The Transportation Security Administration (TSA) was formed in the aftermath of the September 11, 2001 terrorist attacks. It has grown into a bloated, ineffective federal agency that will command a budget of $8.1 billion for 2012.
On second thought, forget “grown into.” It has been ineffective since Day 1.
We have the TSA to thank for knee-jerk, reactionary policies that resulted in airport security measures such as shoe removals, confiscation of liquids/gels/aerosols in containers larger than 3.4 ounces, and full body scans.
Security expert Bruce Schneier goes so far as to say, “Exactly two things have made airplane travel safer since 9/11: reinforcing the cockpit door, and convincing passengers they need to fight back. Everything else has been a waste of money.
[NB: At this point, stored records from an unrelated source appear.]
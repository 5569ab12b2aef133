//! Fitting a frame's nominal device size into the space its container has.

use serde::{Deserialize, Serialize};

use crate::size::Size;
use crate::viewport::SimulatedViewport;

/// `min(container.width / frame.width, container.height / frame.height)`,
/// never above `1.0`. A collapsed container gives `0.0`.
pub fn scale_to_fit(container: Size, frame: &SimulatedViewport) -> f64 {
    let scale_x = f64::from(container.width) / f64::from(frame.width());
    let scale_y = f64::from(container.height) / f64::from(frame.height());
    scale_x.min(scale_y).clamp(0.0, 1.0)
}

/// Keeps the scale factor of one frame current.
///
/// The factor is recomputed when the frame's nominal size changes and when the
/// container is resized by the surrounding layout.
#[derive(Debug, Clone, Copy, PartialEq, Serialize, Deserialize)]
pub struct ScaleToFit {
    nominal: SimulatedViewport,
    container: Size,
    scale: f64,
}

impl ScaleToFit {
    pub fn new(nominal: SimulatedViewport, container: Size) -> Self {
        Self {
            nominal,
            container,
            scale: scale_to_fit(container, &nominal),
        }
    }

    pub fn scale(&self) -> f64 {
        self.scale
    }

    pub fn nominal(&self) -> &SimulatedViewport {
        &self.nominal
    }

    pub fn container(&self) -> Size {
        self.container
    }

    /// Size the scaled frame occupies on screen.
    pub fn displayed(&self) -> (f64, f64) {
        (
            f64::from(self.nominal.width()) * self.scale,
            f64::from(self.nominal.height()) * self.scale,
        )
    }

    /// Returns the new factor if it changed.
    pub fn set_nominal(&mut self, nominal: SimulatedViewport) -> Option<f64> {
        self.nominal = nominal;
        self.recompute()
    }

    /// Returns the new factor if it changed.
    pub fn resize_container(&mut self, container: Size) -> Option<f64> {
        self.container = container;
        self.recompute()
    }

    fn recompute(&mut self) -> Option<f64> {
        let scale = scale_to_fit(self.container, &self.nominal);
        if scale == self.scale {
            return None;
        }
        self.scale = scale;
        Some(scale)
    }

    /// e.g. `41.7%`
    pub fn percent_label(&self) -> String {
        format!("{:.1}%", self.scale * 100.0)
    }
}
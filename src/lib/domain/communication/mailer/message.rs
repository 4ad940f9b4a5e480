//! Email message

use crate::domain::communication::email_addresses::EmailAddress;

/// A single named binary attachment
#[derive(Clone, Debug, PartialEq, Eq)]
pub struct Attachment {
    /// The file name shown to the recipient
    pub name: String,

    /// The attachment content, sent as-is
    pub bytes: Vec<u8>,
}

impl Attachment {
    /// Create a new attachment
    pub fn new(name: &str, bytes: &[u8]) -> Self {
        Self {
            name: name.to_string(),
            bytes: bytes.to_vec(),
        }
    }
}

/// Email message handed to a [`Mailer`](super::Mailer)
#[derive(Clone, Debug, PartialEq, Eq)]
pub struct Message {
    /// The recipients of the email, never empty
    pub to: Vec<EmailAddress>,

    /// The sender of the email
    pub from: EmailAddress,

    /// The subject of the email
    pub subject: String,

    /// The body of the email
    pub body: String,

    /// Whether `body` is HTML rather than plain text
    pub is_html: bool,

    /// Optional attachment; its presence makes the message multipart
    pub attachment: Option<Attachment>,
}

impl Message {
    /// Whether the message is sent as `multipart/mixed`
    pub fn is_multipart(&self) -> bool {
        self.attachment.is_some()
    }
}
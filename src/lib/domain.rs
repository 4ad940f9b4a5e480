//! Domain types, ports and services

pub mod communication;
Add screening of checked bags and airport workers and we’re done.”
Now the TSA is bringing its wasteful and intrusive ways to our nation’s highways.
The TSA joined with the Tennessee Department of Safety and Homeland Security last month to conduct an operation that randomly searched truck cargoes and subjected bus passengers to detailed individual security checks under the premise that terrorism is more likely to be found on interstates than on airplanes.
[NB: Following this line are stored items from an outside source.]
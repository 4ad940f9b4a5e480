//! Mail dispatcher service

use std::{fmt, sync::Arc};

use async_trait::async_trait;
use tokio::task::JoinHandle;
use tracing::{debug, error, info_span, Instrument};

#[cfg(test)]
use mockall::mock;

use crate::domain::communication::{
    email_addresses::{parse_recipients, EmailAddress},
    errors::MailerError,
    mailer::{Attachment, Mailer, Message},
    templates::render,
};

use super::TemplateMail;

/// Mail dispatcher
#[async_trait]
pub trait MailDispatcher: Clone + Send + Sync + 'static {
    /// Sends an email with a single body part.
    ///
    /// # Arguments
    /// * `to` - Comma-separated recipients; every one must be valid or nothing is sent.
    /// * `subject` - The subject of the email.
    /// * `content` - The body of the email.
    /// * `is_html` - Whether `content` is HTML rather than plain text.
    ///
    /// # Returns
    /// - [`Ok`] once the transport accepted the message.
    /// - [`Err`] with [`MailerError::InvalidAddress`] if a recipient is invalid,
    ///   or [`MailerError::SendFailure`] if the transport failed.
    async fn send_mail(
        &self,
        to: &str,
        subject: &str,
        content: &str,
        is_html: bool,
    ) -> Result<(), MailerError>;

    /// Sends an HTML email with one binary attachment as `multipart/mixed`.
    ///
    /// # Arguments
    /// * `to` - Comma-separated recipients; every one must be valid or nothing is sent.
    /// * `subject` - The subject of the email.
    /// * `content` - The HTML body of the email.
    /// * `attachment_name` - The file name of the attachment.
    /// * `attachment_bytes` - The attachment content, sent unchanged.
    ///
    /// # Returns
    /// The same as [`MailDispatcher::send_mail`].
    async fn send_html_and_attachment_mail(
        &self,
        to: &str,
        subject: &str,
        content: &str,
        attachment_name: &str,
        attachment_bytes: &[u8],
    ) -> Result<(), MailerError>;

    /// Renders a template and sends it on a background task.
    ///
    /// The mail goes out with an attachment when [`TemplateMail::take_attachment`]
    /// returns one, and as a plain HTML mail otherwise. Failures are logged from
    /// the task and never reach the caller; awaiting the returned handle only
    /// waits for the attempt to finish.
    ///
    /// Must be called from within a tokio runtime.
    fn send_template_mail(&self, mail: TemplateMail) -> JoinHandle<()>;
}

#[cfg(test)]
mock! {
    pub MailDispatcher {}

    impl Clone for MailDispatcher {
        fn clone(&self) -> Self;
    }

    #[async_trait]
    impl MailDispatcher for MailDispatcher {
        async fn send_mail(
            &self,
            to: &str,
            subject: &str,
            content: &str,
            is_html: bool,
        ) -> Result<(), MailerError>;
        async fn send_html_and_attachment_mail(
            &self,
            to: &str,
            subject: &str,
            content: &str,
            attachment_name: &str,
            attachment_bytes: &[u8],
        ) -> Result<(), MailerError>;
        fn send_template_mail(&self, mail: TemplateMail) -> JoinHandle<()>;
    }
}

/// Mail dispatcher implementation
pub struct MailDispatcherImpl<M>
where
    M: Mailer,
{
    mailer: Arc<M>,
    from: EmailAddress,
}

impl<M> MailDispatcherImpl<M>
where
    M: Mailer,
{
    /// Creates a new mail dispatcher sending as `from`.
    pub fn new(mailer: Arc<M>, from: EmailAddress) -> Self {
        Self { mailer, from }
    }

    /// The address every message is sent from
    pub fn from_address(&self) -> &EmailAddress {
        &self.from
    }

    fn message(
        &self,
        to: &str,
        subject: &str,
        content: &str,
        is_html: bool,
        attachment: Option<Attachment>,
    ) -> Result<Message, MailerError> {
        let to = parse_recipients(to)?;

        Ok(Message {
            to,
            from: self.from.clone(),
            subject: subject.to_string(),
            body: content.to_string(),
            is_html,
            attachment,
        })
    }

    async fn send_with_attachment(
        &self,
        to: &str,
        subject: &str,
        content: &str,
        attachment: Attachment,
    ) -> Result<(), MailerError> {
        let size = attachment.bytes.len();
        let message = self.message(to, subject, content, true, Some(attachment))?;

        debug!(
            "sending email with a {} byte attachment to {} recipient(s)",
            size,
            message.to.len()
        );

        self.mailer.send(&message).await
    }

    async fn dispatch_template_mail(&self, mut mail: TemplateMail) -> Result<(), MailerError> {
        let content = render(&mail.template, &mail.context);

        match mail.take_attachment() {
            Some(attachment) => {
                debug!("sending templated email with attachment {}", attachment.name);

                self.send_with_attachment(&mail.to, &mail.subject, &content, attachment)
                    .await
            }
            None => {
                debug!("sending templated email");

                self.send_mail(&mail.to, &mail.subject, &content, true)
                    .await
            }
        }
    }
}

impl<M> Clone for MailDispatcherImpl<M>
where
    M: Mailer,
{
    fn clone(&self) -> Self {
        Self {
            mailer: Arc::clone(&self.mailer),
            from: self.from.clone(),
        }
    }
}

impl<M> fmt::Debug for MailDispatcherImpl<M>
where
    M: Mailer,
{
    fn fmt(&self, f: &mut fmt::Formatter<'_>) -> fmt::Result {
        f.debug_struct("MailDispatcherImpl")
            .field("mailer", &"Mailer")
            .field("from", &self.from)
            .finish()
    }
}

#[async_trait]
impl<M> MailDispatcher for MailDispatcherImpl<M>
where
    M: Mailer,
{
    async fn send_mail(
        &self,
        to: &str,
        subject: &str,
        content: &str,
        is_html: bool,
    ) -> Result<(), MailerError> {
        let message = self.message(to, subject, content, is_html, None)?;

        debug!("sending email to {} recipient(s)", message.to.len());

        self.mailer.send(&message).await
    }

    async fn send_html_and_attachment_mail(
        &self,
        to: &str,
        subject: &str,
        content: &str,
        attachment_name: &str,
        attachment_bytes: &[u8],
    ) -> Result<(), MailerError> {
        let attachment = Attachment::new(attachment_name, attachment_bytes);

        self.send_with_attachment(to, subject, content, attachment)
            .await
    }

    fn send_template_mail(&self, mail: TemplateMail) -> JoinHandle<()> {
        let dispatcher = self.clone();
        let span = info_span!("send_template_mail", to = %mail.to, subject = %mail.subject);

        tokio::spawn(
            async move {
                if let Err(err) = dispatcher.dispatch_template_mail(mail).await {
                    error!(error = ?err, "templated email was not sent: {err}");
                }
            }
            .instrument(span),
        )
    }
}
The joint operation was given the indecipherable name “Visible Intermodal Prevention and Response”, presumably because it results in the awesome-sounding acronym, VIPR.
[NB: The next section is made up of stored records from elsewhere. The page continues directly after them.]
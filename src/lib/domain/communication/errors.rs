//! Error types for the email module

use thiserror::Error;
use tracing::debug;

use crate::domain::communication::email_addresses::EmailAddressError;

/// Mail dispatch errors
#[derive(Debug, Error)]
pub enum MailerError {
    /// A recipient or sender address failed validation; nothing was sent
    #[error("invalid email address \"{0}\"")]
    InvalidAddress(String),

    /// The transport could not build or deliver the message
    #[error("an error occurred while sending the email")]
    SendFailure(#[source] anyhow::Error),
}

impl From<anyhow::Error> for MailerError {
    fn from(err: anyhow::Error) -> Self {
        MailerError::SendFailure(err)
    }
}

impl From<EmailAddressError> for MailerError {
    fn from(err: EmailAddressError) -> Self {
        debug!("EmailAddressError -> MailerError");

        match err {
            EmailAddressError::InvalidEmailAddress(address) => MailerError::InvalidAddress(address),
        }
    }
}

impl From<lettre::error::Error> for MailerError {
    fn from(err: lettre::error::Error) -> Self {
        debug!("lettre::error::Error -> MailerError");

        MailerError::SendFailure(err.into())
    }
}

impl From<lettre::transport::smtp::Error> for MailerError {
    fn from(err: lettre::transport::smtp::Error) -> Self {
        debug!("lettre::transport::smtp::Error -> MailerError");

        MailerError::SendFailure(err.into())
    }
}

#[cfg(test)]
mod tests {
    use anyhow::anyhow;

    use super::*;

    #[test]
    fn test_invalid_address_keeps_the_address() {
        let err = MailerError::from(EmailAddressError::InvalidEmailAddress("b@bad".to_string()));

        assert!(matches!(&err, MailerError::InvalidAddress(address) if address == "b@bad"));
        assert_eq!(err.to_string(), "invalid email address \"b@bad\"");
    }

    #[test]
    fn test_anyhow_error_is_a_send_failure() {
        let err = MailerError::from(anyhow!("connection refused"));

        assert!(matches!(err, MailerError::SendFailure(_)));
        assert_eq!(
            std::error::Error::source(&err).map(|e| e.to_string()),
            Some("connection refused".to_string())
        );
    }
}
//! Outgoing email: address validation, templates and dispatch.

pub mod dispatcher;
pub mod email_addresses;
pub mod errors;
pub mod mailer;
pub mod templates;
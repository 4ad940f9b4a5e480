//! Mail dispatch module

mod service;
mod template_mail;

pub use service::{MailDispatcher, MailDispatcherImpl};
pub use template_mail::TemplateMail;

#[cfg(test)]
pub mod tests {
    pub use super::service::MockMailDispatcher;
}
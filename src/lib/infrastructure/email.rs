//! Email transports

pub mod smtp;
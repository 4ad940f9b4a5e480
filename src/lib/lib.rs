#![warn(
    missing_debug_implementations,
    rust_2018_idioms,
    missing_docs,
    rustdoc::broken_intra_doc_links,
    rustdoc::missing_crate_level_docs
)]

//! Outgoing email dispatch: validated recipients, templated bodies and an
//! optional attachment, delivered through a pluggable transport.

pub mod domain;
pub mod infrastructure;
The VIPR security operations were staged simultaneously at five Tennessee roadside weigh stations and at two bus depots in Knoxville and Nashville.
Tennessee officials have been quick to point out that VIPR is not in response to any particular terrorist threat. The drug- and bomb-sniffing dogs deployed at the weigh stations, they say, are terrorism countermeasures and not violations of the Fourth Amendment protection against unreasonable search and seizure.
NMA Tennessee State Activist Tona Monroe begged to differ. She sent messages to state politicians and to the Tennessee Department of Safety and Homeland Security demanding an immediate stoppage of VIPR activities.
In response, a representative from the Department of Safety noted that “the purpose of the VIPR operation was to detect and deter criminal activity on Tennessee’s roadways and educate professional truck drivers to look for and report suspicious activity . . . While Tennessee is the first state to conduct a VIPR operation on this large of a scale (simultaneously at seven locations), Tennessee is not the first state to ever conduct a joint federal-state VIPR operation.”
Nor will it be the last. The United States has 55.6 million miles of paved roads and the TSA has bank vaults full of taxpayer cash to spend.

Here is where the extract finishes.